(Exercise input begins)

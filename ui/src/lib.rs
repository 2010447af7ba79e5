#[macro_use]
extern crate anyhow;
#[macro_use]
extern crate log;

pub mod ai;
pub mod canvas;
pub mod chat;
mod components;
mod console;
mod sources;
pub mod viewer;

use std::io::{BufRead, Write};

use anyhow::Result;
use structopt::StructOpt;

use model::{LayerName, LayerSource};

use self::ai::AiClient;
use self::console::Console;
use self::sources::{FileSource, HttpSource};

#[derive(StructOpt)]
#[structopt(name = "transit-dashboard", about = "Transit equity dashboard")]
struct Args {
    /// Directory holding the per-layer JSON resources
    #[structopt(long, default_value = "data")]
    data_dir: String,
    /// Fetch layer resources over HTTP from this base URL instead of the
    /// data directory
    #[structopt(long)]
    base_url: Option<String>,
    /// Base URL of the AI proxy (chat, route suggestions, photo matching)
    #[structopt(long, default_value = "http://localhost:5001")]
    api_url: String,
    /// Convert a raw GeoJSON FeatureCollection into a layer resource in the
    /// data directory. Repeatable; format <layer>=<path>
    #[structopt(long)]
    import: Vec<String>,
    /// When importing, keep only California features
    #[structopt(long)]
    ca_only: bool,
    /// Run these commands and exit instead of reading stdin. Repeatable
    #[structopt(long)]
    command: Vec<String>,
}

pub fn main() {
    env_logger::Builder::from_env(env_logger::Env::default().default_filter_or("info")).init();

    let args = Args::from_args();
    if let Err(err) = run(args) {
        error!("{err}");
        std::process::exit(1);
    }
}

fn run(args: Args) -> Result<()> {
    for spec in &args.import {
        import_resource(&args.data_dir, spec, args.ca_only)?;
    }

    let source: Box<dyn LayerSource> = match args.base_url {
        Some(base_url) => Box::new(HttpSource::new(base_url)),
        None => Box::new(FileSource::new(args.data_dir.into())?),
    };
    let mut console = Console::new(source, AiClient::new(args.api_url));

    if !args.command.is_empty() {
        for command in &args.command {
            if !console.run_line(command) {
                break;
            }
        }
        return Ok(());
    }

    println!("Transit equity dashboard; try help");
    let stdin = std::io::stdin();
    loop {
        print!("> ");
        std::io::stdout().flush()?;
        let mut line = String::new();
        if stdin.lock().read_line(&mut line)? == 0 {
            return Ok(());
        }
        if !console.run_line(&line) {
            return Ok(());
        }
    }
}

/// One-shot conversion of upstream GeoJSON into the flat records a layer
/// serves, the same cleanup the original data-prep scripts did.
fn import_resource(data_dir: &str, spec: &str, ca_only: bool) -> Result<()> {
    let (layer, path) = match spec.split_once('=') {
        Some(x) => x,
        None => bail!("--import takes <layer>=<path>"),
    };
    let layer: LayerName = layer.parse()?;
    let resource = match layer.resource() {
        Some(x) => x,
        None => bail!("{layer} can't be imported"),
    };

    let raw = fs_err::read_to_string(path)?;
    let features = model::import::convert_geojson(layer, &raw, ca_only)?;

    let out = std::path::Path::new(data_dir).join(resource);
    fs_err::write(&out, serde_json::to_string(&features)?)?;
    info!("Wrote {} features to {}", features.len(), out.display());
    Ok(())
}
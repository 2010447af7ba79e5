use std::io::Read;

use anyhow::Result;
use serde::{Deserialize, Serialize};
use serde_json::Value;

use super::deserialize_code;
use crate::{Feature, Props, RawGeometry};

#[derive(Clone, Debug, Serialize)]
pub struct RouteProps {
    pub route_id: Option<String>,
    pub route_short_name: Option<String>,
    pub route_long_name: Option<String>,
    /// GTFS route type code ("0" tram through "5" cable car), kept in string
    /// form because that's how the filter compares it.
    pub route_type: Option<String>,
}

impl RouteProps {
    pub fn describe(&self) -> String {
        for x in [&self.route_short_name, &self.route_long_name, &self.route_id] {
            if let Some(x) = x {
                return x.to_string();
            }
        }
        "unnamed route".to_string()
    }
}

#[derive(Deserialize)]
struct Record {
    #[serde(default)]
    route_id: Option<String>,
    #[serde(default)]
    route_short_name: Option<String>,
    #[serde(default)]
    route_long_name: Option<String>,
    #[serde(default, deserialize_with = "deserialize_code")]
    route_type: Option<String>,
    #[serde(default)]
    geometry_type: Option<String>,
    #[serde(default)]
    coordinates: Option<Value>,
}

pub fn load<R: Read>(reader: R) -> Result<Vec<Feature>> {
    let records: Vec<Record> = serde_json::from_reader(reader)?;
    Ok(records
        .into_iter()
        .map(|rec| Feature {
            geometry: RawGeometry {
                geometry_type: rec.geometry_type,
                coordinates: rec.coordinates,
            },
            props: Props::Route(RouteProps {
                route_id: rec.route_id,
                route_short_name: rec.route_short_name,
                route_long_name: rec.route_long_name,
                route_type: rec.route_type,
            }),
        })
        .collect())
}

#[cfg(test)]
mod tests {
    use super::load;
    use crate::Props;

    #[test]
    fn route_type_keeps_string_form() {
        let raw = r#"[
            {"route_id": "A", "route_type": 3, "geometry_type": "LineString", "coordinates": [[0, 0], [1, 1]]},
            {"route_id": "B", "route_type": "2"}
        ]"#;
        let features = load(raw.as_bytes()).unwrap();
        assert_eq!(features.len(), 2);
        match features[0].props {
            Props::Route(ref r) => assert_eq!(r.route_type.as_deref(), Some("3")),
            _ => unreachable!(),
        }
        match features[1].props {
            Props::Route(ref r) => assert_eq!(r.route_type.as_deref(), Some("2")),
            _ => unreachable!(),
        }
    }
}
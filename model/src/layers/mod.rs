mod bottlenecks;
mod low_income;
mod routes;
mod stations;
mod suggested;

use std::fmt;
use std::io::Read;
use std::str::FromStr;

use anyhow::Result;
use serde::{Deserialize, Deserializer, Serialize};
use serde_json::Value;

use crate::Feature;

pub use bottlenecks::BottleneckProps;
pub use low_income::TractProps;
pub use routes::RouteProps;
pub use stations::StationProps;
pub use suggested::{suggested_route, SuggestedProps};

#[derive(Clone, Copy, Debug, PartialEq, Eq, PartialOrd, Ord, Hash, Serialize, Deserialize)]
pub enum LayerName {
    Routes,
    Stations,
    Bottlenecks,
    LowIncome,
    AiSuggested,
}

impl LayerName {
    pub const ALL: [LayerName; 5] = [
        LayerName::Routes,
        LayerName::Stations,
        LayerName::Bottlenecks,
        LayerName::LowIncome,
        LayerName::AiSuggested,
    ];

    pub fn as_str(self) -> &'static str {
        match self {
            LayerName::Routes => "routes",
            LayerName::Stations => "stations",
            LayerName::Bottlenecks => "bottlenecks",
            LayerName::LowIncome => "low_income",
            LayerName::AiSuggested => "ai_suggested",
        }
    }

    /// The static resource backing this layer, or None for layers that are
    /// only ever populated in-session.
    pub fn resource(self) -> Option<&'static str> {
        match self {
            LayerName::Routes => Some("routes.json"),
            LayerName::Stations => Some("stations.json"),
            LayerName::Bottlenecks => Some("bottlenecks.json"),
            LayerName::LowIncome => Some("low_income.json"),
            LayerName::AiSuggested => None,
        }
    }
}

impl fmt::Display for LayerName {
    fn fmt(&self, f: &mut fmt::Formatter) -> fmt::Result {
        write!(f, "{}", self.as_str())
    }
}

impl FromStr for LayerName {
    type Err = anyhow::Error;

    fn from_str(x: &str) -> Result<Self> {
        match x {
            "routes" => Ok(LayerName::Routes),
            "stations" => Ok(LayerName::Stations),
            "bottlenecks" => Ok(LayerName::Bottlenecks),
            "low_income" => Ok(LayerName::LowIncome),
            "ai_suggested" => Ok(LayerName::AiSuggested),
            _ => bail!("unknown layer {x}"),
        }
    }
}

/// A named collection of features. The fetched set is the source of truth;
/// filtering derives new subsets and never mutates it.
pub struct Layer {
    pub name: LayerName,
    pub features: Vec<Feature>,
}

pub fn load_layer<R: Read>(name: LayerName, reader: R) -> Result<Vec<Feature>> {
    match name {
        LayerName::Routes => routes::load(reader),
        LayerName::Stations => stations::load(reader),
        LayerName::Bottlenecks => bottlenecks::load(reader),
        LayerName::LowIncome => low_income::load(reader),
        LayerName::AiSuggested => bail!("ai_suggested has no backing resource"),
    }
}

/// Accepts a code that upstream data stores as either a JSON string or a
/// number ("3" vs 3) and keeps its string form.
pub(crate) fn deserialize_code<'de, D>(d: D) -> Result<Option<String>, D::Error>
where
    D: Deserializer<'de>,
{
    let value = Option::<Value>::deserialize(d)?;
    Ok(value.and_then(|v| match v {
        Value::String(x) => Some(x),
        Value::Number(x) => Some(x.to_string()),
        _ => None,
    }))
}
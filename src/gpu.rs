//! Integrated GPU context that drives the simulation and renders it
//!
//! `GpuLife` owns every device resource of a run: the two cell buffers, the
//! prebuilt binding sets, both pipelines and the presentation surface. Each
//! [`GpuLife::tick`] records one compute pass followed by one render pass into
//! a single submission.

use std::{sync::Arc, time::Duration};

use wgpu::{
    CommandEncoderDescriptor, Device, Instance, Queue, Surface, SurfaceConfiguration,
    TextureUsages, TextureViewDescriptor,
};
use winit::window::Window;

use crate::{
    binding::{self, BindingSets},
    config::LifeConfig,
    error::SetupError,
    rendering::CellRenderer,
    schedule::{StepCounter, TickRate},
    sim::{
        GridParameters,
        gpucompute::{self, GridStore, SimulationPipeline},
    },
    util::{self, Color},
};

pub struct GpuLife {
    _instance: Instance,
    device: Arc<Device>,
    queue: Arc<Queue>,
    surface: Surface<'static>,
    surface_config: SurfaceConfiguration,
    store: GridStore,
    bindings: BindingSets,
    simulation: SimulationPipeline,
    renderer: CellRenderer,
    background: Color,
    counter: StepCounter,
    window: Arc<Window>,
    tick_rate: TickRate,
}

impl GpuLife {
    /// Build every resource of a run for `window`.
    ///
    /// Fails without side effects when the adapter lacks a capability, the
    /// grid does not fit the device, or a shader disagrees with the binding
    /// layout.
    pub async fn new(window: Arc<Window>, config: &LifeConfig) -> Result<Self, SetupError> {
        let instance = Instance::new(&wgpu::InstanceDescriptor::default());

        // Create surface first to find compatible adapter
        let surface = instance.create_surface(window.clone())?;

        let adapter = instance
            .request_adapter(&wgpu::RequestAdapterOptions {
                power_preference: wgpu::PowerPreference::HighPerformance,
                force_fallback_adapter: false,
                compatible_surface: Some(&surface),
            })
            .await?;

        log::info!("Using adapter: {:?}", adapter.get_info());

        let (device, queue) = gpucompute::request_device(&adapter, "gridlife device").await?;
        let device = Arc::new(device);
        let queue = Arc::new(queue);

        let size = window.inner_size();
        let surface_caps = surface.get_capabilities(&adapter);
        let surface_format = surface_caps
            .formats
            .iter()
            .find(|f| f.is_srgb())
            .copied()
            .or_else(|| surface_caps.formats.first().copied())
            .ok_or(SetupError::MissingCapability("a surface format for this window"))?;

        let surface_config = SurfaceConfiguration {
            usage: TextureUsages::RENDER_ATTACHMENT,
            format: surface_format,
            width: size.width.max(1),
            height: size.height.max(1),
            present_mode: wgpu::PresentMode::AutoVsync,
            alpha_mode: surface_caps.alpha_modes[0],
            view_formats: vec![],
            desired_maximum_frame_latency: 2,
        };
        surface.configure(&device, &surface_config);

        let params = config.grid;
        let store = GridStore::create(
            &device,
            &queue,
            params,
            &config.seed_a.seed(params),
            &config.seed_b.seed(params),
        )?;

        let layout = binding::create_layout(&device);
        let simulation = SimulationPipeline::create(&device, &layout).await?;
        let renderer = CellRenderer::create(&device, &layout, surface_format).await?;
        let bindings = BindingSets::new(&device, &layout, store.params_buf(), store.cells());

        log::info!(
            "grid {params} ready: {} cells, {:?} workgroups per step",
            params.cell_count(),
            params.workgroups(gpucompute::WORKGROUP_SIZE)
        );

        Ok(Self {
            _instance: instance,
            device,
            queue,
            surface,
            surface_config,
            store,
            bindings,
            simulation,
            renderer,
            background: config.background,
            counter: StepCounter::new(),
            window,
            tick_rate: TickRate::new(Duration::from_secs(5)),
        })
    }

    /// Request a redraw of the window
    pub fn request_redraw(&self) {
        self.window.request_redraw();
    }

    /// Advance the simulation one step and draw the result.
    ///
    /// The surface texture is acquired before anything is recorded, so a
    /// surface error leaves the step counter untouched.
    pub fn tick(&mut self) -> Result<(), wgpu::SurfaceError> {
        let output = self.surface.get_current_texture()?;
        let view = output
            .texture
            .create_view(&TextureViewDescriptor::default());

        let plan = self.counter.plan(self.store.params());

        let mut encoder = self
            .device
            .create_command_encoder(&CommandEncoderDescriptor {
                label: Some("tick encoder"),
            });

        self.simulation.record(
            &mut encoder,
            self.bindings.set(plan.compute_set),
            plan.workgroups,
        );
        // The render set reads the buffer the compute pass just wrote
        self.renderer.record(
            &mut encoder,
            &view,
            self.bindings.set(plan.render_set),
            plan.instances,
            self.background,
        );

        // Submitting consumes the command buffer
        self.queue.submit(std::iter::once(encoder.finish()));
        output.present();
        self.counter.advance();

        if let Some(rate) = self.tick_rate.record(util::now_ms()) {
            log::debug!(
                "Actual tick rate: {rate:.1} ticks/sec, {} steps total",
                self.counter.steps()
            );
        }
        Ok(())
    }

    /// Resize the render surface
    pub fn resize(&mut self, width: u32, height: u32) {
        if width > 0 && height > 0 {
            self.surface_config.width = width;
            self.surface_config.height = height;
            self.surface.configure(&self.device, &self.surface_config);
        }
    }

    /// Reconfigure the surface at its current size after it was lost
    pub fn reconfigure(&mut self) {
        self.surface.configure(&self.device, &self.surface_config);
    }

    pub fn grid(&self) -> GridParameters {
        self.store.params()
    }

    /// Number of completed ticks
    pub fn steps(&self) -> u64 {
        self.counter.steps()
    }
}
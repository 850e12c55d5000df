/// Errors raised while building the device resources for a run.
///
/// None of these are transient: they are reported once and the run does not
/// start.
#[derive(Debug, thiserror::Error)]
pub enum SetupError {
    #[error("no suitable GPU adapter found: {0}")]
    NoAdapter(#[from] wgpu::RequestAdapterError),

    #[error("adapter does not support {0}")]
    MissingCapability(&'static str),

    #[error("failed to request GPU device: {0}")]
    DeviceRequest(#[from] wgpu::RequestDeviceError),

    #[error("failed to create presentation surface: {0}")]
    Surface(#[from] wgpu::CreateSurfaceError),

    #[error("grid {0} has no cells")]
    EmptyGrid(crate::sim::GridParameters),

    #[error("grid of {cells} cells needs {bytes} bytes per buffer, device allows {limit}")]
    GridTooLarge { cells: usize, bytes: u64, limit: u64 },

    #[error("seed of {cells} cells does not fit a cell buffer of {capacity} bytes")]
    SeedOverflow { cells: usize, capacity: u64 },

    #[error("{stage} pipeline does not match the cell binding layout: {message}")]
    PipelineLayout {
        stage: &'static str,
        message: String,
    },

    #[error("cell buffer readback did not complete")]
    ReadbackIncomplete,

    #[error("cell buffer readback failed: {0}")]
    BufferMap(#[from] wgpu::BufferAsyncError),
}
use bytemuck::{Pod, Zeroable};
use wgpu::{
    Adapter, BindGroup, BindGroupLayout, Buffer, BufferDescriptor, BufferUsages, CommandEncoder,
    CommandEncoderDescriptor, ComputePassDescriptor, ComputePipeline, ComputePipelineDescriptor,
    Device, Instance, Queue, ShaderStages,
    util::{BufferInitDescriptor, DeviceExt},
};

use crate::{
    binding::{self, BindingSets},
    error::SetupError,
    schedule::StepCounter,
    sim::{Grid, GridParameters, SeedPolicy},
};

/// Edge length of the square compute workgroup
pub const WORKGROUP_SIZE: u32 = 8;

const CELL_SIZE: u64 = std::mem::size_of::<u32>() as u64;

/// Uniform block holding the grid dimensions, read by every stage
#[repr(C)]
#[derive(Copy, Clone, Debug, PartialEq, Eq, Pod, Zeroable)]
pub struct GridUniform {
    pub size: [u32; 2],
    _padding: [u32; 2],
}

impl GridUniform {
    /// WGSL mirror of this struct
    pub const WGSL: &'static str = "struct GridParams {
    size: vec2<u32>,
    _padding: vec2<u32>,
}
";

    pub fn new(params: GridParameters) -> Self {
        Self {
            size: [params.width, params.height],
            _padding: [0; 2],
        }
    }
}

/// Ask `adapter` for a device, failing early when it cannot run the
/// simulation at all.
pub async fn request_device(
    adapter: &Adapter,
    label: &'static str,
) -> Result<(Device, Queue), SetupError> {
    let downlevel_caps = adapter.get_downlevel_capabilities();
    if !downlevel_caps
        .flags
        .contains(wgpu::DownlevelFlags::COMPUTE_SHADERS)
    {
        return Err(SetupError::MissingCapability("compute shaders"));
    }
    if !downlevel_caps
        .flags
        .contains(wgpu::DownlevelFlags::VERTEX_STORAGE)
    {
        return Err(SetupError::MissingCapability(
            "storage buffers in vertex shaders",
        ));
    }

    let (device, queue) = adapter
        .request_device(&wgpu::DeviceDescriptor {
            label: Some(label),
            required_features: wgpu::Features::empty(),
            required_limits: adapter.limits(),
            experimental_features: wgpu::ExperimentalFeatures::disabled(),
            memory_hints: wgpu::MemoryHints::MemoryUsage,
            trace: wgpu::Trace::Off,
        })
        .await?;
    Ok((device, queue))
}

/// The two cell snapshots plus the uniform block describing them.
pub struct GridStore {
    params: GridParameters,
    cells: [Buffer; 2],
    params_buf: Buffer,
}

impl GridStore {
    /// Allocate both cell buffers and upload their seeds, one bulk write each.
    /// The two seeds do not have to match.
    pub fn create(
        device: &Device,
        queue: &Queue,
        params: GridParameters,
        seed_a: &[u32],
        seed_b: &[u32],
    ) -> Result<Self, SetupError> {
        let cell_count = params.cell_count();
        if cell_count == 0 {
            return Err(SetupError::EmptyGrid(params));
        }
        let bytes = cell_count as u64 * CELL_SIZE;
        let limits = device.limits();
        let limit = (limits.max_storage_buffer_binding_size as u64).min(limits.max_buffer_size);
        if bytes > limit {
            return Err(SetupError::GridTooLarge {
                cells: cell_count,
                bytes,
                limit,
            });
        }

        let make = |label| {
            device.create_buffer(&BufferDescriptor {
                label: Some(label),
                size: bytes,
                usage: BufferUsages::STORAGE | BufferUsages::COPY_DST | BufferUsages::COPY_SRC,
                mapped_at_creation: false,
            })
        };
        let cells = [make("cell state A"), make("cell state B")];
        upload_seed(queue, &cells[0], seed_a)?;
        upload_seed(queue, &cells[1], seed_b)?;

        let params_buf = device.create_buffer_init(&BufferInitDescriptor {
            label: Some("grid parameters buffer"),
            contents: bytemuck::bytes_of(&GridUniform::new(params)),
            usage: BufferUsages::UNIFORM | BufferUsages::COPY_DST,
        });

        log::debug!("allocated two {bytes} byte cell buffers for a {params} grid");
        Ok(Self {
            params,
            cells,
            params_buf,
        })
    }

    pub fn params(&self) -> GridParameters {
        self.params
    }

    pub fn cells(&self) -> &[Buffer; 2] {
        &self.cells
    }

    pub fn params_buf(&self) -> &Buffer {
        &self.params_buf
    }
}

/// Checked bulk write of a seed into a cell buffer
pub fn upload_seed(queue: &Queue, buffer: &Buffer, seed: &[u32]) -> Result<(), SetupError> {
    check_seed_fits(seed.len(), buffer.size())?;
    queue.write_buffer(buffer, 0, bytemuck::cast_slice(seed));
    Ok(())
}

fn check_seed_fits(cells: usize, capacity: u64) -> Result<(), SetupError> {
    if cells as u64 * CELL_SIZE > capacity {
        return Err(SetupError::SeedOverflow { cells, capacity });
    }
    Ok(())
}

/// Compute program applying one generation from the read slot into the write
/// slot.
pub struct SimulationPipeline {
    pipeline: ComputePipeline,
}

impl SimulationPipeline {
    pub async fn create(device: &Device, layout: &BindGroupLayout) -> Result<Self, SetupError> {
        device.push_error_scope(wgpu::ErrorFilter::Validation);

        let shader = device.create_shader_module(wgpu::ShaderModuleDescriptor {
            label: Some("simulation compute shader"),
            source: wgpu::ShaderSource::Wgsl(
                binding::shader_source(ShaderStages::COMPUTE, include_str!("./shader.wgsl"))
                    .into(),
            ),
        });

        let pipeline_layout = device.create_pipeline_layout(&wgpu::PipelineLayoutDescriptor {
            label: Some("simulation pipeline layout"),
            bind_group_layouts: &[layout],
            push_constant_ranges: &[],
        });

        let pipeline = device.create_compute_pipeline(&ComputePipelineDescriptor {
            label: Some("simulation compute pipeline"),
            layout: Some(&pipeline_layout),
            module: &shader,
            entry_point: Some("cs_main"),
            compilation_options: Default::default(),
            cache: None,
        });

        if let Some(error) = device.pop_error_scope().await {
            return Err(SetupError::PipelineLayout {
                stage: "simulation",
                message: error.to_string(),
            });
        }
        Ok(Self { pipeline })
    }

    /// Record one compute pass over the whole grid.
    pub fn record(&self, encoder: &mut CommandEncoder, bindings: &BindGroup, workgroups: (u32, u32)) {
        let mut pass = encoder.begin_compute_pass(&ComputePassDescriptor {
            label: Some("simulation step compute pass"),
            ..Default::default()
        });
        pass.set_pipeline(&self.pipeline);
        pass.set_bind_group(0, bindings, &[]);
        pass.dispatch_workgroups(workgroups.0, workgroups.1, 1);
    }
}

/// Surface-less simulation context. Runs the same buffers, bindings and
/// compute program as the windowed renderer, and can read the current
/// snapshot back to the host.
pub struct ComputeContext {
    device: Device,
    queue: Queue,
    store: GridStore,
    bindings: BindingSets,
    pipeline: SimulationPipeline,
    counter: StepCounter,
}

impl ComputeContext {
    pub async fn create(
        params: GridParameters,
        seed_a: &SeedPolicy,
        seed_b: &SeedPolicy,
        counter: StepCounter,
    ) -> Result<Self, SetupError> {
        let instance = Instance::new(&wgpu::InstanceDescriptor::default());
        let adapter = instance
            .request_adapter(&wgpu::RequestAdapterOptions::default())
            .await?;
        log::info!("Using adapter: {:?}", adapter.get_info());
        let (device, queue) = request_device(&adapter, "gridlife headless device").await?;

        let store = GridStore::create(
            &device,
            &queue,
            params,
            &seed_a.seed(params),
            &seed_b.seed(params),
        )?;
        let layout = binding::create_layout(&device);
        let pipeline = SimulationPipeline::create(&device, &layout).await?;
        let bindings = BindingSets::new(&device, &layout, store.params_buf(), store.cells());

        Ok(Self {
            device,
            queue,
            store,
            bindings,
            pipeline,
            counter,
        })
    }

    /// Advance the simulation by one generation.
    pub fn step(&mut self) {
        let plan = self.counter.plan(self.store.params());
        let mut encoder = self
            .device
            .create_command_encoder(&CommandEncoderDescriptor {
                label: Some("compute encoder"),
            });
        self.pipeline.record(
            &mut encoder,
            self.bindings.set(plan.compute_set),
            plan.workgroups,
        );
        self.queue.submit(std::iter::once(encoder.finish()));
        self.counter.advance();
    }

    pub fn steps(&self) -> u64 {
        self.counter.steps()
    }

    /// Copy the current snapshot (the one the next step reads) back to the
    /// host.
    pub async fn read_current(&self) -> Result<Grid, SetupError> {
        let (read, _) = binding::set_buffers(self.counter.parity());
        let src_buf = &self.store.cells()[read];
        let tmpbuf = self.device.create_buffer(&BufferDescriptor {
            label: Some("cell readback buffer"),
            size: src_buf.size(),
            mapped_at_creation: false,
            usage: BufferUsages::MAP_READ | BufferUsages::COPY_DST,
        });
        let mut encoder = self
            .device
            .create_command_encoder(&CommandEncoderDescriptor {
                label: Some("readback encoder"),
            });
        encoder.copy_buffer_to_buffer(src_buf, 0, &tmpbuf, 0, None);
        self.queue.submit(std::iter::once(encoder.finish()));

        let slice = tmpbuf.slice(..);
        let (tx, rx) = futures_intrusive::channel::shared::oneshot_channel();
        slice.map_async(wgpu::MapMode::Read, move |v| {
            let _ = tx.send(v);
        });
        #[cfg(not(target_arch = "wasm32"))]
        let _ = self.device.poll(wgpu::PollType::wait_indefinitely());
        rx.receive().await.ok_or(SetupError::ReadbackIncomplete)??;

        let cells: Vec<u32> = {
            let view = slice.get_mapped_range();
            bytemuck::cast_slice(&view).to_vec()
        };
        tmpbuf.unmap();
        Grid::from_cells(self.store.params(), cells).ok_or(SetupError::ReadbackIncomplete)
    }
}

(Exercise input ends)

### Task instructions
Please retype the top of the data exactly, down to and including the line that holds "use structopt::StructOpt;", and nothing further.

### The completed task
filename ui/src/lib.rs
repository 2010447af7ba79e5
#[macro_use]
extern crate anyhow;
#[macro_use]
extern crate log;

pub mod ai;
pub mod canvas;
pub mod chat;
mod components;
mod console;
mod sources;
pub mod viewer;

use std::io::{BufRead, Write};

use anyhow::Result;
use structopt::StructOpt;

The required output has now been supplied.